In contrast to Germany and Austria , the list of services subject to statutory health insurance is less comprehensive in Switzerland. This is especially true for dentistry and elderly care . In the case of medical services, the KVG has an open service catalog, i. H. there is no conclusively defined catalog of services (no positive list). However, the KVG requires that the services provided by doctors are "effective, appropriate and economical". If there are doubts about a new or controversial service, it will be examined by the Federal Commission for General Services and Fundamental Questions (Service and Fundamental Commission ELGK). The Federal Department of Home Affairs (FDHA) then determines whether the audited service is subject to health insurance. In contrast, positive lists are defined for the other services.

With the intention of reducing the risk selection , which is lucrative due to the capita premiums, a risk structure compensation (called risk compensation in Switzerland) was introduced between the health insurance companies. Today, this only takes into account the age and gender of the insured.

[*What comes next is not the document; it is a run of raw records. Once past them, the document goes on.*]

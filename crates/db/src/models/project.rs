use chrono::{DateTime, Utc};
use sea_orm::{
    ActiveModelTrait, ColumnTrait, ConnectionTrait, DbErr, EntityTrait, JsonValue,
    PaginatorTrait, QueryFilter, QueryOrder, QuerySelect, Set,
};
use serde::{Deserialize, Serialize};
use thiserror::Error;
use ts_rs::TS;
use utils::pagination::Page;

use crate::{
    entities::{project, project_dependency},
    models::{
        dependency::{DependencyError, validate_new_edge},
        project_type::ProjectType,
        task::TaskBrief,
        theme::ThemeBrief,
    },
};

#[derive(Debug, Error)]
pub enum ProjectError {
    #[error(transparent)]
    Database(#[from] DbErr),
    #[error("Project not found")]
    ProjectNotFound,
    #[error("Dependency project not found")]
    DependencyNotFound,
    #[error(transparent)]
    Dependency(#[from] DependencyError),
}

#[derive(Debug, Clone, Serialize, Deserialize, TS)]
pub struct Project {
    pub id: i64,
    pub theme_id: Option<i64>,
    pub project_type_id: i64,
    pub title: String,
    pub description: Option<String>,
    pub status: String,
    #[ts(type = "Record<string, unknown>")]
    pub custom_data: JsonValue,
    #[ts(type = "Date")]
    pub created_at: DateTime<Utc>,
    #[ts(type = "Date")]
    pub updated_at: DateTime<Utc>,
}

#[derive(Debug, Clone, PartialEq, Eq, Serialize, Deserialize, TS)]
pub struct ProjectBrief {
    pub id: i64,
    pub title: String,
    pub status: String,
}

#[derive(Debug, Clone, Serialize, Deserialize, TS)]
#[ts(export)]
pub struct ProjectWithRelations {
    #[serde(flatten)]
    pub project: Project,
    pub theme: Option<ThemeBrief>,
    pub project_type: Option<ProjectType>,
    pub dependencies: Vec<ProjectBrief>,
    pub dependents: Vec<ProjectBrief>,
    pub tasks: Vec<TaskBrief>,
}

#[derive(Debug, Clone, Default)]
pub struct ProjectFilter {
    pub theme_id: Option<i64>,
    pub project_type_id: Option<i64>,
    pub status: Option<String>,
}

#[derive(Debug, Clone, Serialize, Deserialize, TS)]
pub struct CreateProject {
    pub title: String,
    pub description: Option<String>,
    pub theme_id: Option<i64>,
    pub project_type_id: i64,
    #[serde(default)]
    #[ts(type = "Record<string, unknown>")]
    pub custom_data: serde_json::Map<String, JsonValue>,
}

#[derive(Debug, Clone, Default, Serialize, Deserialize, TS)]
pub struct UpdateProject {
    pub title: Option<String>,
    #[serde(
        default,
        deserialize_with = "utils::patch::nullable",
        skip_serializing_if = "Option::is_none"
    )]
    #[ts(optional)]
    pub description: Option<Option<String>>,
    #[serde(
        default,
        deserialize_with = "utils::patch::nullable",
        skip_serializing_if = "Option::is_none"
    )]
    #[ts(optional)]
    pub theme_id: Option<Option<i64>>,
    pub status: Option<String>,
    #[ts(type = "Record<string, unknown> | null")]
    pub custom_data: Option<serde_json::Map<String, JsonValue>>,
}

#[derive(Debug, Clone, Serialize, Deserialize, TS)]
pub struct AddDependency {
    pub depends_on_id: i64,
}

/// Validated column values for [`Project::update`].
#[derive(Debug, Clone, Default)]
pub struct ProjectChanges {
    pub title: Option<String>,
    pub description: Option<Option<String>>,
    pub theme_id: Option<Option<i64>>,
    pub status: Option<String>,
    pub custom_data: Option<JsonValue>,
}

impl Project {
    fn from_model(model: project::Model) -> Self {
        Self {
            id: model.id,
            theme_id: model.theme_id,
            project_type_id: model.project_type_id,
            title: model.title,
            description: model.description,
            status: model.status,
            custom_data: model.custom_data,
            created_at: model.created_at.into(),
            updated_at: model.updated_at.into(),
        }
    }

    pub fn brief(&self) -> ProjectBrief {
        ProjectBrief {
            id: self.id,
            title: self.title.clone(),
            status: self.status.clone(),
        }
    }

    pub async fn find_by_id<C: ConnectionTrait>(db: &C, id: i64) -> Result<Option<Self>, DbErr> {
        let record = project::Entity::find_by_id(id).one(db).await?;
        Ok(record.map(Self::from_model))
    }

    pub async fn exists<C: ConnectionTrait>(db: &C, id: i64) -> Result<bool, DbErr> {
        let count = project::Entity::find()
            .filter(project::Column::Id.eq(id))
            .count(db)
            .await?;
        Ok(count > 0)
    }

    pub async fn list<C: ConnectionTrait>(
        db: &C,
        filter: &ProjectFilter,
        page: Page,
    ) -> Result<(Vec<Self>, u64), DbErr> {
        let mut query = project::Entity::find()
            .order_by_desc(project::Column::CreatedAt)
            .order_by_desc(project::Column::Id);
        if let Some(theme_id) = filter.theme_id {
            query = query.filter(project::Column::ThemeId.eq(theme_id));
        }
        if let Some(project_type_id) = filter.project_type_id {
            query = query.filter(project::Column::ProjectTypeId.eq(project_type_id));
        }
        if let Some(status) = filter.status.as_deref() {
            query = query.filter(project::Column::Status.eq(status));
        }
        let total = query.clone().count(db).await?;
        let records = query
            .offset(page.offset())
            .limit(page.page_size)
            .all(db)
            .await?;
        Ok((records.into_iter().map(Self::from_model).collect(), total))
    }

    pub async fn find_by_type<C: ConnectionTrait>(
        db: &C,
        project_type_id: i64,
    ) -> Result<Vec<Self>, DbErr> {
        let records = project::Entity::find()
            .filter(project::Column::ProjectTypeId.eq(project_type_id))
            .order_by_asc(project::Column::Id)
            .all(db)
            .await?;
        Ok(records.into_iter().map(Self::from_model).collect())
    }

    pub async fn count_by_type<C: ConnectionTrait>(
        db: &C,
        project_type_id: i64,
    ) -> Result<u64, DbErr> {
        project::Entity::find()
            .filter(project::Column::ProjectTypeId.eq(project_type_id))
            .count(db)
            .await
    }

    pub async fn find_briefs_by_theme<C: ConnectionTrait>(
        db: &C,
        theme_id: i64,
    ) -> Result<Vec<ProjectBrief>, DbErr> {
        let records = project::Entity::find()
            .filter(project::Column::ThemeId.eq(theme_id))
            .order_by_desc(project::Column::CreatedAt)
            .all(db)
            .await?;
        Ok(records
            .into_iter()
            .map(|model| Self::from_model(model).brief())
            .collect())
    }

    pub async fn create<C: ConnectionTrait>(
        db: &C,
        data: &CreateProject,
        status: &str,
        custom_data: JsonValue,
    ) -> Result<Self, DbErr> {
        let now = Utc::now();
        let active = project::ActiveModel {
            theme_id: Set(data.theme_id),
            project_type_id: Set(data.project_type_id),
            title: Set(data.title.clone()),
            description: Set(data.description.clone()),
            status: Set(status.to_string()),
            custom_data: Set(custom_data),
            created_at: Set(now.into()),
            updated_at: Set(now.into()),
            ..Default::default()
        };
        let model = active.insert(db).await?;
        Ok(Self::from_model(model))
    }

    pub async fn update<C: ConnectionTrait>(
        db: &C,
        id: i64,
        changes: ProjectChanges,
    ) -> Result<Self, DbErr> {
        let record = project::Entity::find_by_id(id)
            .one(db)
            .await?
            .ok_or(DbErr::RecordNotFound("Project not found".to_string()))?;

        let mut active: project::ActiveModel = record.into();
        if let Some(title) = changes.title {
            active.title = Set(title);
        }
        if let Some(description) = changes.description {
            active.description = Set(description);
        }
        if let Some(theme_id) = changes.theme_id {
            active.theme_id = Set(theme_id);
        }
        if let Some(status) = changes.status {
            active.status = Set(status);
        }
        if let Some(custom_data) = changes.custom_data {
            active.custom_data = Set(custom_data);
        }
        active.updated_at = Set(Utc::now().into());

        let updated = active.update(db).await?;
        Ok(Self::from_model(updated))
    }

    /// Moves a project onto another type with an already resolved status and data.
    pub async fn retype<C: ConnectionTrait>(
        db: &C,
        id: i64,
        project_type_id: i64,
        status: &str,
        custom_data: JsonValue,
    ) -> Result<Self, DbErr> {
        let record = project::Entity::find_by_id(id)
            .one(db)
            .await?
            .ok_or(DbErr::RecordNotFound("Project not found".to_string()))?;

        let mut active: project::ActiveModel = record.into();
        active.project_type_id = Set(project_type_id);
        active.status = Set(status.to_string());
        active.custom_data = Set(custom_data);
        active.updated_at = Set(Utc::now().into());

        let updated = active.update(db).await?;
        Ok(Self::from_model(updated))
    }

    pub async fn remap_status<C: ConnectionTrait>(
        db: &C,
        project_type_id: i64,
        from_status: &str,
        to_status: &str,
    ) -> Result<u64, DbErr> {
        let records = project::Entity::find()
            .filter(project::Column::ProjectTypeId.eq(project_type_id))
            .filter(project::Column::Status.eq(from_status))
            .all(db)
            .await?;
        let now = Utc::now();
        let mut updated = 0;
        for record in records {
            let mut active: project::ActiveModel = record.into();
            active.status = Set(to_status.to_string());
            active.updated_at = Set(now.into());
            active.update(db).await?;
            updated += 1;
        }
        Ok(updated)
    }

    /// Removes `key` from `custom_data` of every project of the given type.
    pub async fn prune_custom_data_key<C: ConnectionTrait>(
        db: &C,
        project_type_id: i64,
        key: &str,
    ) -> Result<u64, DbErr> {
        let records = project::Entity::find()
            .filter(project::Column::ProjectTypeId.eq(project_type_id))
            .all(db)
            .await?;
        let mut pruned = 0;
        for record in records {
            let mut data = record.custom_data.clone();
            let removed = data
                .as_object_mut()
                .and_then(|map| map.remove(key))
                .is_some();
            if !removed {
                continue;
            }
            let mut active: project::ActiveModel = record.into();
            active.custom_data = Set(data);
            active.update(db).await?;
            pruned += 1;
        }
        Ok(pruned)
    }

    pub async fn delete<C: ConnectionTrait>(db: &C, id: i64) -> Result<u64, DbErr> {
        let result = project::Entity::delete_many()
            .filter(project::Column::Id.eq(id))
            .exec(db)
            .await?;
        Ok(result.rows_affected)
    }

    async fn dependency_edges<C: ConnectionTrait>(db: &C) -> Result<Vec<(i64, i64)>, DbErr> {
        project_dependency::Entity::find()
            .select_only()
            .column(project_dependency::Column::ProjectId)
            .column(project_dependency::Column::DependsOnId)
            .into_tuple()
            .all(db)
            .await
    }

    pub async fn add_dependency<C: ConnectionTrait>(
        db: &C,
        id: i64,
        depends_on_id: i64,
    ) -> Result<(), ProjectError> {
        if !Self::exists(db, id).await? {
            return Err(ProjectError::ProjectNotFound);
        }
        if id != depends_on_id && !Self::exists(db, depends_on_id).await? {
            return Err(ProjectError::DependencyNotFound);
        }
        let edges = Self::dependency_edges(db).await?;
        validate_new_edge(&edges, id, depends_on_id)?;

        project_dependency::ActiveModel {
            project_id: Set(id),
            depends_on_id: Set(depends_on_id),
        }
        .insert(db)
        .await?;
        Ok(())
    }

    pub async fn remove_dependency<C: ConnectionTrait>(
        db: &C,
        id: i64,
        depends_on_id: i64,
    ) -> Result<u64, DbErr> {
        let result = project_dependency::Entity::delete_many()
            .filter(project_dependency::Column::ProjectId.eq(id))
            .filter(project_dependency::Column::DependsOnId.eq(depends_on_id))
            .exec(db)
            .await?;
        Ok(result.rows_affected)
    }

    /// Projects this project depends on.
    pub async fn dependencies<C: ConnectionTrait>(
        db: &C,
        id: i64,
    ) -> Result<Vec<ProjectBrief>, DbErr> {
        let ids: Vec<i64> = project_dependency::Entity::find()
            .select_only()
            .column(project_dependency::Column::DependsOnId)
            .filter(project_dependency::Column::ProjectId.eq(id))
            .into_tuple()
            .all(db)
            .await?;
        Self::briefs_by_ids(db, ids).await
    }

    /// Projects that depend on this project.
    pub async fn dependents<C: ConnectionTrait>(
        db: &C,
        id: i64,
    ) -> Result<Vec<ProjectBrief>, DbErr> {
        let ids: Vec<i64> = project_dependency::Entity::find()
            .select_only()
            .column(project_dependency::Column::ProjectId)
            .filter(project_dependency::Column::DependsOnId.eq(id))
            .into_tuple()
            .all(db)
            .await?;
        Self::briefs_by_ids(db, ids).await
    }

    async fn briefs_by_ids<C: ConnectionTrait>(
        db: &C,
        ids: Vec<i64>,
    ) -> Result<Vec<ProjectBrief>, DbErr> {
        if ids.is_empty() {
            return Ok(Vec::new());
        }
        let records = project::Entity::find()
            .filter(project::Column::Id.is_in(ids))
            .order_by_asc(project::Column::Id)
            .all(db)
            .await?;
        Ok(records
            .into_iter()
            .map(|model| Self::from_model(model).brief())
            .collect())
    }
}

However, these factors explain only a small part of individual health expenditure. Risk selection therefore remains an attractive strategy for health insurance companies. It has been shown that health insurance companies set up their own new subsidiary insurances in order to actively acquire good risks (those with a low probability of illness). Since the bad risks are apparently much less mobile and remain loyal to their health insurance company, there is still considerable risk selection.

The head premiums (uniform health insurance contribution) prescribed since 1996 place a particularly heavy burden on the lower income brackets and families with many children . So-called premium reductions, which are based on the taxable household income, provide targeted relief. The premium reductions are financed from general tax revenues. Since the insurance benefits of the compulsory health insurance per capita have grown by an average of five percent a year since 1996 and household incomes are more or less stagnating, the number of insured persons with premium reductions has increased considerably since the introduction of the Health Insurance Act. Whereas in 1996 around 23 percent of all insured persons were entitled to receive premium reductions, in 2003 it was already 32.8 percent. In absolute numbers, this is an increase from around 1.7 million to 2.4 million insured persons or from around 820,000 households to 1.3 million households.

A direct intervention in the competition takes place in the inpatient area through the introduced obligation to cantonal hospital planning. On the basis of needs-based planning, the cantons should ensure that the needs are met, but at the same time that there is no overcapacity. This gives the cantons the opportunity to control the inpatient sector, but must pay at least half of the operating costs of public and publicly subsidized hospitals.

Revisions

Shortly after the law was introduced, the need for reform became apparent. On September 21, 1998, the Federal Council passed its dispatch on the first partial revision of the KVG. The key points of this proposal were cost containment and solidarity. With selective changes in the law, deficiencies identified in practice in the areas of premium reductions, the relationship between the insured and the insurer, benefits, cost sharing, supervision and cost control were corrected. The revision proposals were discussed by the Federal Assembly and adopted in the 2000 spring session.

A second revision has been in progress for years, but is encountering great difficulties because of the conflicting interests.